Il problema, secondo l’azienda, è legato a fattori di progettazione, produzione e fornitura antecedenti al lancio. Da allora Oura ha incrementato i test e i controlli qualità, ma per chi possiede un Ring 4 che si scarica in un giorno invece dei 5-8 promessi la speranza è che il supporto clienti sia clemente. Le segnalazioni su Reddit e sui forum sono state numerose, ma ora avete un argomento concreto da portare al servizio clienti: l’ammissione ufficiale. Certo, non c’è garanzia che Oura intervenga per tutti, ma vale la pena tentare.

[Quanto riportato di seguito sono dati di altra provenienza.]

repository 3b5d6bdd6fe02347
use crate::reminder::Reminder;
use std::cmp::Reverse;
use std::collections::BinaryHeap;

/// Min-heap over pending reminders, ordered by the `Reminder` tuple
/// ordering so the earliest fire time is always at the top.
///
/// The queue is pure in-memory state. Keeping it consistent with the
/// backing store is the responsibility of the layer that owns both.
#[derive(Debug, Default)]
pub struct ReminderQueue {
    heap: BinaryHeap<Reverse<Reminder>>,
}

impl ReminderQueue {
    pub fn new() -> Self {
        Self::default()
    }

    /// Establishes heap order from an arbitrary sequence. Used once at
    /// startup with the reminders loaded from the store.
    pub fn from_reminders(reminders: Vec<Reminder>) -> Self {
        Self {
            heap: reminders.into_iter().map(Reverse).collect(),
        }
    }

    pub fn push(&mut self, reminder: Reminder) {
        self.heap.push(Reverse(reminder));
    }

    /// Whether the next reminder is due. A reminder with
    /// `fire_at == now` is due.
    pub fn peek_due(&self, now: i64) -> bool {
        self.heap
            .peek()
            .map_or(false, |Reverse(reminder)| reminder.fire_at <= now)
    }

    /// Removes and returns the next reminder if it is due.
    pub fn pop_next_due(&mut self, now: i64) -> Option<Reminder> {
        if self.peek_due(now) {
            self.heap.pop().map(|Reverse(reminder)| reminder)
        } else {
            None
        }
    }

    pub fn len(&self) -> usize {
        self.heap.len()
    }

    pub fn is_empty(&self) -> bool {
        self.heap.is_empty()
    }

    /// All pending reminders in ascending order. This is what gets
    /// persisted after every mutation.
    pub fn snapshot(&self) -> Vec<Reminder> {
        let mut reminders = self
            .heap
            .iter()
            .map(|Reverse(reminder)| reminder.clone())
            .collect::<Vec<_>>();
        reminders.sort();
        reminders
    }
}
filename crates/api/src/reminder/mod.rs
mod create_reminder;
pub mod send_due_reminders;

use actix_web::web;
use create_reminder::create_reminder_controller;

pub fn configure_routes(cfg: &mut web::ServiceConfig) {
    cfg.route("/reminders", web::post().to(create_reminder_controller));
}
pub mod usecase;
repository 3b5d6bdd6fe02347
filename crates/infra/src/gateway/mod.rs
mod inmemory;
mod webhook;

pub use inmemory::InMemoryGateway;
pub use webhook::WebhookGateway;

use remind_scheduler_domain::UserId;
use thiserror::Error;

/// Why a delivery attempt failed. Failed deliveries are logged and the
/// reminder stays consumed; there is no retry.
#[derive(Debug, Error)]
pub enum DeliveryError {
    #[error("No deliverable address found for user: {0}")]
    Unresolved(UserId),
    #[error("Delivery failed: {0}")]
    Send(String),
    #[error("Delivery attempt timed out")]
    Timeout,
}

/// Boundary to the external system that resolves a recipient to a
/// deliverable address and performs the actual send.
#[async_trait::async_trait]
pub trait INotificationGateway: Send + Sync {
    async fn deliver(&self, user_id: &UserId, message: &str) -> Result<(), DeliveryError>;
}
mod config;
mod gateway;
mod repos;
mod system;

pub use config::Config;
pub use gateway::{DeliveryError, INotificationGateway, InMemoryGateway, WebhookGateway};
pub use repos::{FileReminderStore, IReminderStore, InMemoryReminderStore, PendingReminders, Repos};
pub use system::ISys;
use system::RealSys;

use std::sync::Arc;
use tracing::{info, warn};

#[derive(Clone)]
pub struct RemindContext {
    pub repos: Repos,
    pub config: Config,
    pub sys: Arc<dyn ISys>,
    pub gateway: Arc<dyn INotificationGateway>,
}

impl RemindContext {
    async fn create(config: Config) -> anyhow::Result<Self> {
        let repos = Repos::create_file(config.reminder_file_path.clone()).await?;
        info!(
            "Loaded {} reminders from file",
            repos.pending.len().await
        );

        if config.webhook_url.is_none() {
            warn!("WEBHOOK_URL is not set. Due reminders cannot be delivered.");
        }
        let gateway = Arc::new(WebhookGateway::new(
            config.webhook_url.clone(),
            config.webhook_key.clone(),
            config.delivery_timeout,
        ));

        Ok(Self {
            repos,
            config,
            sys: Arc::new(RealSys {}),
            gateway,
        })
    }

    /// Context over in-memory store and gateway, used in tests
    pub async fn create_inmemory() -> Self {
        Self {
            repos: Repos::create_inmemory().await,
            config: Config::new(),
            sys: Arc::new(RealSys {}),
            gateway: Arc::new(InMemoryGateway::new()),
        }
    }
}

/// Will setup the infrastructure context given the environment.
/// Fails when the reminder file exists but cannot be parsed, since
/// starting with an empty queue would mask data loss.
pub async fn setup_context() -> anyhow::Result<RemindContext> {
    RemindContext::create(Config::new()).await
}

Il contesto: crescita record e cause legali
Paradossalmente, questo costoso intoppo non ha frenato la corsa di Oura. Nei nove mesi chiusi al 30 giugno 2026, l’azienda ha generato 1,21 miliardi di dollari di ricavi, con una crescita del 74% rispetto all’anno precedente, vendendo 3,1 milioni di anelli e raggiungendo 5 milioni di membri paganti. L’utile netto è schizzato da 1,6 a 60,8 milioni di dollari. I ricavi da abbonamento sono cresciuti del 121%, a 240,5 milioni di dollari, con un margine lordo dell’89% e un tasso di fidelizzazione dell’85% a 12 mesi. Nonostante l’hardware rappresenti ancora l’80% dei ricavi il che spiega perché un problema di produzione possa pesare così tanto il business degli abbonamenti dimostra una salute di ferro.

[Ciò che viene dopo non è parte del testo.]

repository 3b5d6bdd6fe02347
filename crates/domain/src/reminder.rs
use crate::shared::entity::UserId;

/// A `Reminder` is a single unit of future work: at `fire_at` the
/// `message` should be delivered to `user_id` through the notification
/// gateway. A `Reminder` has no identity beyond its value, duplicates
/// are legal and independent.
///
/// The derived `Ord` follows field order, so reminders compare as the
/// `(fire_at, user_id, message)` tuple. `fire_at` is the real ordering
/// key; `user_id` and `message` only break ties.
#[derive(Debug, Clone, PartialEq, Eq, PartialOrd, Ord)]
pub struct Reminder {
    /// Unix timestamp in seconds at which this reminder becomes due
    pub fire_at: i64,
    /// The recipient that should be notified at `fire_at`
    pub user_id: UserId,
    /// Free-text payload, delivered verbatim
    pub message: String,
}

impl Reminder {
    pub fn new<U: Into<UserId>, M: Into<String>>(fire_at: i64, user_id: U, message: M) -> Self {
        Self {
            fire_at,
            user_id: user_id.into(),
            message: message.into(),
        }
    }
}
mod telemetry;

use remind_scheduler_api::Application;
use remind_scheduler_infra::setup_context;
use telemetry::{get_subscriber, init_subscriber};

#[actix_web::main]
async fn main() -> anyhow::Result<()> {
    let subscriber = get_subscriber("remind_scheduler".into(), "info".into());
    init_subscriber(subscriber);

    let context = setup_context().await?;

    let app = Application::new(context).await?;
    app.start().await?;
    Ok(())
}
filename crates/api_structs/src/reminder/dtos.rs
use remind_scheduler_domain::{Reminder, UserId};
use serde::{Deserialize, Serialize};

#[derive(Debug, Deserialize, Serialize, Clone)]
#[serde(rename_all = "camelCase")]
pub struct ReminderDTO {
    pub fire_at: i64,
    pub user_id: UserId,
    pub message: String,
}

impl ReminderDTO {
    pub fn new(reminder: Reminder) -> Self {
        Self {
            fire_at: reminder.fire_at,
            user_id: reminder.user_id,
            message: reminder.message,
        }
    }
}
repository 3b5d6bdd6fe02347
use serde::{Deserialize, Serialize};
use std::fmt;

/// Opaque identifier of a reminder recipient. It is handed to the
/// notification gateway for address resolution and is never interpreted
/// by the scheduler itself. The persisted format allows both JSON numbers
/// and strings, so both shapes are accepted here.
#[derive(Debug, Clone, PartialEq, Eq, PartialOrd, Ord, Hash, Serialize, Deserialize)]
#[serde(untagged)]
pub enum UserId {
    Int(i64),
    Str(String),
}

impl fmt::Display for UserId {
    fn fmt(&self, f: &mut fmt::Formatter<'_>) -> fmt::Result {
        match self {
            Self::Int(id) => write!(f, "{}", id),
            Self::Str(id) => write!(f, "{}", id),
        }
    }
}

impl From<i64> for UserId {
    fn from(id: i64) -> Self {
        Self::Int(id)
    }
}

impl From<&str> for UserId {
    fn from(id: &str) -> Self {
        Self::Str(id.into())
    }
}
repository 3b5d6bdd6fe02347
use super::IReminderStore;

use remind_scheduler_domain::Reminder;
use std::sync::Mutex;

pub struct InMemoryReminderStore {
    reminders: Mutex<Vec<Reminder>>,
}

impl InMemoryReminderStore {
    pub fn new() -> Self {
        Self {
            reminders: Mutex::new(Vec::new()),
        }
    }

    pub fn with_reminders(reminders: Vec<Reminder>) -> Self {
        Self {
            reminders: Mutex::new(reminders),
        }
    }
}

impl Default for InMemoryReminderStore {
    fn default() -> Self {
        Self::new()
    }
}

#[async_trait::async_trait]
impl IReminderStore for InMemoryReminderStore {
    async fn load(&self) -> anyhow::Result<Vec<Reminder>> {
        Ok(self.reminders.lock().unwrap().clone())
    }

    async fn save(&self, reminders: &[Reminder]) -> anyhow::Result<()> {
        *self.reminders.lock().unwrap() = reminders.to_vec();
        Ok(())
    }
}
use crate::reminder::dtos::ReminderDTO;
use remind_scheduler_domain::{Reminder, UserId};
use serde::{Deserialize, Serialize};

pub mod create_reminder {
    use super::*;

    #[derive(Debug, Deserialize, Serialize)]
    #[serde(rename_all = "camelCase")]
    pub struct RequestBody {
        pub user_id: UserId,
        pub duration_text: String,
        pub message: String,
    }

    #[derive(Debug, Deserialize, Serialize)]
    #[serde(rename_all = "camelCase")]
    pub struct APIResponse {
        pub message: String,
        pub reminder: ReminderDTO,
    }

    impl APIResponse {
        pub fn new(reminder: Reminder, duration_text: &str) -> Self {
            Self {
                message: format!("Reminder set! You will be notified in {}", duration_text),
                reminder: ReminderDTO::new(reminder),
            }
        }
    }
}
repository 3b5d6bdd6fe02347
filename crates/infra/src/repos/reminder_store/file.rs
use super::IReminderStore;

use anyhow::Context;
use remind_scheduler_domain::{Reminder, UserId};
use serde::{Deserialize, Serialize};
use serde_json::Number;
use std::io::ErrorKind;
use std::path::PathBuf;

/// Stores all pending reminders as a JSON array of
/// `[fire_at, user_id, message]` arrays at a fixed path. `fire_at` is
/// written as an integer but accepted as either an integer or a float
/// on load.
pub struct FileReminderStore {
    path: PathBuf,
}

impl FileReminderStore {
    pub fn new(path: PathBuf) -> Self {
        Self { path }
    }
}

#[derive(Debug, Serialize, Deserialize)]
struct ReminderRaw(Number, UserId, String);

impl From<ReminderRaw> for Reminder {
    fn from(raw: ReminderRaw) -> Self {
        let fire_at = raw
            .0
            .as_i64()
            .or_else(|| raw.0.as_f64().map(|secs| secs as i64))
            .unwrap_or_default();
        Self {
            fire_at,
            user_id: raw.1,
            message: raw.2,
        }
    }
}

impl From<&Reminder> for ReminderRaw {
    fn from(reminder: &Reminder) -> Self {
        Self(
            Number::from(reminder.fire_at),
            reminder.user_id.clone(),
            reminder.message.clone(),
        )
    }
}

#[async_trait::async_trait]
impl IReminderStore for FileReminderStore {
    async fn load(&self) -> anyhow::Result<Vec<Reminder>> {
        let bytes = match tokio::fs::read(&self.path).await {
            Ok(bytes) => bytes,
            Err(e) if e.kind() == ErrorKind::NotFound => return Ok(Vec::new()),
            Err(e) => {
                return Err(e).with_context(|| {
                    format!("Unable to read reminder file: {}", self.path.display())
                })
            }
        };

        let raw: Vec<ReminderRaw> = serde_json::from_slice(&bytes).with_context(|| {
            format!("Reminder file is corrupt: {}", self.path.display())
        })?;
        Ok(raw.into_iter().map(Into::into).collect())
    }

    async fn save(&self, reminders: &[Reminder]) -> anyhow::Result<()> {
        let raw = reminders.iter().map(ReminderRaw::from).collect::<Vec<_>>();
        let body = serde_json::to_vec(&raw)?;

        // Write to a sibling temp file and rename it over the target so a
        // crash mid-write can never leave a half-written reminder file.
        let tmp_path = self.path.with_extension("json.tmp");
        tokio::fs::write(&tmp_path, &body).await.with_context(|| {
            format!("Unable to write reminder file: {}", tmp_path.display())
        })?;
        tokio::fs::rename(&tmp_path, &self.path)
            .await
            .with_context(|| {
                format!("Unable to replace reminder file: {}", self.path.display())
            })?;
        Ok(())
    }
}
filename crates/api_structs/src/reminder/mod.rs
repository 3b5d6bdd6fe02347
pub mod api;
pub mod dtos;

Ma non c’è solo la batteria a preoccupare. Dai documenti SEC emergono anche due class action in corso. Una accusa l’anello di surriscaldarsi e causare ustioni a causa di batterie al litio difettose, con i querelanti che sostengono che Oura fosse a conoscenza del problema ma non abbia avvertito gli utenti. Un’altra, depositata a San Francisco, contesta l’accuratezza del tracciamento del sonno, sostenendo che “gli anelli Oura non possono misurare il sonno o i cicli del sonno perché il sonno avviene nel cervello, non sul dito”. Ad oggi, a metà 2026, non è stato annunciato alcun accordo definitivo, ma i primi segnali indicano che le trattative potrebbero iniziare prima della fine dell’anno.
Nel frattempo, Oura ha già lanciato il Ring 5 (a maggio, a 399 dollari), con dimensioni ridotte del 40%. Anche su questo modello circolano alcune segnalazioni di batteria che si scarica rapidamente, ma per ora non sembrano paragonabili per portata a quelle del Ring 4. Resta da vedere se la lezione appresa con il modello precedente sarà sufficiente a evitare ulteriori grattacapi e spese di garanzia.